Der Überraschungscoup der kleinen Truppe aus Faenza ist ohne Frage ein Sieg für die Formel 1 im Gesamten. Er schafft Abwechslung, weckt neues Interesse, und zeigt, dass unter gewissen Umständen nach wie vor alles möglich ist.

Mercedes verschenkt Sieg

Es ist ein Spektakel, das aber auch zahlreiche Verlierer hat.

Dass Mercedes durch eine Unkonzentriertheit den schon sicher in der Tasche geglaubten Sieg von Dominator Hamilton durch die Finger rinnen lässt - geschenkt! Wer Siege in einer Häufigkeit sammelt, in der andere ihre Wäsche wechseln, darf sich einen solchen Fehltritt auch mal leisten, ohne direkt abgewatscht zu werden.

Dass Valtteri Bottas den Ausrutscher seines Stallgefährten nicht nutzen kann, verschärft jedoch das Bild von einem Fahrer, der eine ideale Nummer zwei im Team ist, aber niemals Champion wird.

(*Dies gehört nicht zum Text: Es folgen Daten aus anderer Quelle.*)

//! Query planner
//!
//! Produces deterministic plans for find queries.
//!
//! Access path selection (strict order):
//! 1. Equality predicate on the leading field of an index
//! 2. Range predicate on the leading field of an index
//! 3. Collection scan
//!
//! Ties broken lexicographically by index name. Every predicate is still
//! re-checked against each candidate document, so an index only narrows
//! the candidate set.

use serde_json::Value;

use super::ast::{FilterOp, FindQuery, Predicate, Projection, SortSpec};
use super::errors::{QueryError, QueryResult};
use crate::index::{IndexKey, IndexMetadata};

/// Scan type used by a query plan
#[derive(Debug, Clone, Copy, PartialEq, Eq)]
pub enum ScanType {
    /// Every document in natural order
    CollectionScan,
    /// Equality on a single-field index
    IndexedEquality,
    /// Equality on the leading field of a compound index
    IndexedPrefix,
    /// Range on the leading field of an index
    IndexedRange,
}

impl ScanType {
    pub fn as_str(&self) -> &'static str {
        match self {
            ScanType::CollectionScan => "COLLECTION_SCAN",
            ScanType::IndexedEquality => "INDEX_EQ",
            ScanType::IndexedPrefix => "INDEX_PREFIX",
            ScanType::IndexedRange => "INDEX_RANGE",
        }
    }
}

/// How candidate documents are obtained
#[derive(Debug, Clone, PartialEq)]
pub enum AccessPath {
    CollectionScan,
    IndexEq {
        index: String,
        value: Value,
    },
    IndexRange {
        index: String,
        lower: Option<Value>,
        upper: Option<Value>,
    },
}

impl AccessPath {
    /// Name of the chosen index, if any
    pub fn index_name(&self) -> Option<&str> {
        match self {
            AccessPath::CollectionScan => None,
            AccessPath::IndexEq { index, .. } | AccessPath::IndexRange { index, .. } => {
                Some(index)
            }
        }
    }
}

/// Immutable query plan (no runtime state)
#[derive(Debug, Clone)]
pub struct QueryPlan {
    /// Candidate access path
    pub access: AccessPath,
    /// Scan type
    pub scan_type: ScanType,
    /// Filter predicates to apply
    pub predicates: Vec<Predicate>,
    /// Projection applied after sort/skip/limit
    pub projection: Option<Projection>,
    /// Sort specification
    pub sort: Option<SortSpec>,
    /// Documents to skip
    pub skip: u64,
    /// Maximum documents to return
    pub limit: Option<u64>,
}

/// Query planner that produces deterministic plans
pub struct QueryPlanner<'a> {
    index_metadata: &'a IndexMetadata,
}

impl<'a> QueryPlanner<'a> {
    /// Creates a new planner
    pub fn new(index_metadata: &'a IndexMetadata) -> Self {
        Self { index_metadata }
    }

    /// Plans a query, returning an immutable plan or error.
    ///
    /// This method is deterministic: same inputs → same plan.
    pub fn plan(&self, query: &FindQuery) -> QueryResult<QueryPlan> {
        Self::validate(query)?;

        let (access, scan_type) = self.select_access_path(query);

        Ok(QueryPlan {
            access,
            scan_type,
            predicates: query.predicates.clone(),
            projection: query.projection.clone(),
            sort: query.sort.clone(),
            skip: query.skip,
            limit: query.limit,
        })
    }

    fn validate(query: &FindQuery) -> QueryResult<()> {
        for pred in &query.predicates {
            if pred.field.is_empty() {
                return Err(QueryError::invalid_field(
                    &pred.field,
                    "field name must not be empty",
                ));
            }
            if let FilterOp::Eq(v)
            | FilterOp::Gt(v)
            | FilterOp::Gte(v)
            | FilterOp::Lt(v)
            | FilterOp::Lte(v) = &pred.op
            {
                if v.is_object() {
                    return Err(QueryError::invalid_field(
                        &pred.field,
                        "operand must not be a document",
                    ));
                }
            }
        }

        if let Some(sort) = &query.sort {
            if sort.field.is_empty() {
                return Err(QueryError::query_invalid("sort field must not be empty"));
            }
        }

        if let Some(projection) = &query.projection {
            if projection.fields.iter().any(|f| f.is_empty()) {
                return Err(QueryError::query_invalid(
                    "projection field must not be empty",
                ));
            }
        }

        if query.limit == Some(0) {
            return Err(QueryError::query_invalid("limit must be positive"));
        }

        Ok(())
    }

    fn select_access_path(&self, query: &FindQuery) -> (AccessPath, ScanType) {
        // Priority 1: indexed equality
        let mut eq_candidates: Vec<(String, bool, &Value)> = Vec::new();
        for pred in &query.predicates {
            if let FilterOp::Eq(value) = &pred.op {
                if !Self::is_seekable(value) {
                    continue;
                }
                for spec in self.index_metadata.leading_on(&pred.field) {
                    eq_candidates.push((spec.name(), spec.is_compound(), value));
                }
            }
        }
        eq_candidates.sort_by(|a, b| a.0.cmp(&b.0));
        if let Some((index, compound, value)) = eq_candidates.into_iter().next() {
            let scan_type = if compound {
                ScanType::IndexedPrefix
            } else {
                ScanType::IndexedEquality
            };
            return (
                AccessPath::IndexEq {
                    index,
                    value: value.clone(),
                },
                scan_type,
            );
        }

        // Priority 2: indexed range
        let mut range_candidates: Vec<(String, &str)> = Vec::new();
        for pred in query.predicates.iter().filter(|p| p.is_range()) {
            if !Self::is_seekable(&pred.op.operand()) {
                continue;
            }
            for spec in self.index_metadata.leading_on(&pred.field) {
                range_candidates.push((spec.name(), pred.field.as_str()));
            }
        }
        range_candidates.sort();
        if let Some((index, field)) = range_candidates.into_iter().next() {
            let (lower, upper) = Self::range_bounds(&query.predicates, field);
            return (
                AccessPath::IndexRange {
                    index,
                    lower,
                    upper,
                },
                ScanType::IndexedRange,
            );
        }

        (AccessPath::CollectionScan, ScanType::CollectionScan)
    }

    /// Inclusive bounds covering every range predicate on `field`.
    ///
    /// Strict comparisons are widened to inclusive ones; the residual
    /// filter removes the boundary values again.
    fn range_bounds(predicates: &[Predicate], field: &str) -> (Option<Value>, Option<Value>) {
        let mut lower = None;
        let mut upper = None;

        for pred in predicates.iter().filter(|p| p.field == field) {
            match &pred.op {
                FilterOp::Gt(v) | FilterOp::Gte(v) if Self::is_seekable(v) => {
                    lower = Some(v.clone())
                }
                FilterOp::Lt(v) | FilterOp::Lte(v) if Self::is_seekable(v) => {
                    upper = Some(v.clone())
                }
                _ => {}
            }
        }

        (lower, upper)
    }

    /// Null never matches a comparison, so it cannot seed an index seek
    fn is_seekable(value: &Value) -> bool {
        !value.is_null() && IndexKey::from_json(value).is_some()
    }
}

Dem Finnen fehlt der Killerinstinkt, wie schon in einer unterirdischen Startphase zu sehen ist. Ohne Rhythmus im Dreck rumrutschend, Scheitelpunkt für Scheitelpunkt in den Kurven verpassend, wird er von beiden McLaren - Sergio Pérez und Daniel Ricciardo - kassiert. Ein Desaster!

Der Rest ist eine mehr oder weniger gelungene Schadensbegrenzung. In einem dem Feld überlegenen Auto ist das zu wenig!

Red Bull fehlt Speed

Für Red Bull als ersten Mercedes-Jäger erweist sich Monza ebenfalls als Fallstrick. Schon in den Freien Trainings und im Qualifying ist zu sehen, dass einfach Speed fehlt.

Zum einen vom Honda-Motor (mit dem Gasly dann paradoxerweise das Rennen gewinnt!), zum anderen von der eigenproduzierten Aerodynamik. Max Verstappen wirft bereits vor dem Rennen die Flinte ins Korn, bezeichnet das Auto als viel zu langsam. Von Startplatz fünf aus bleibt er blass, muss nach 30 Runden die Segel wegen Motorproblemen komplett streichen.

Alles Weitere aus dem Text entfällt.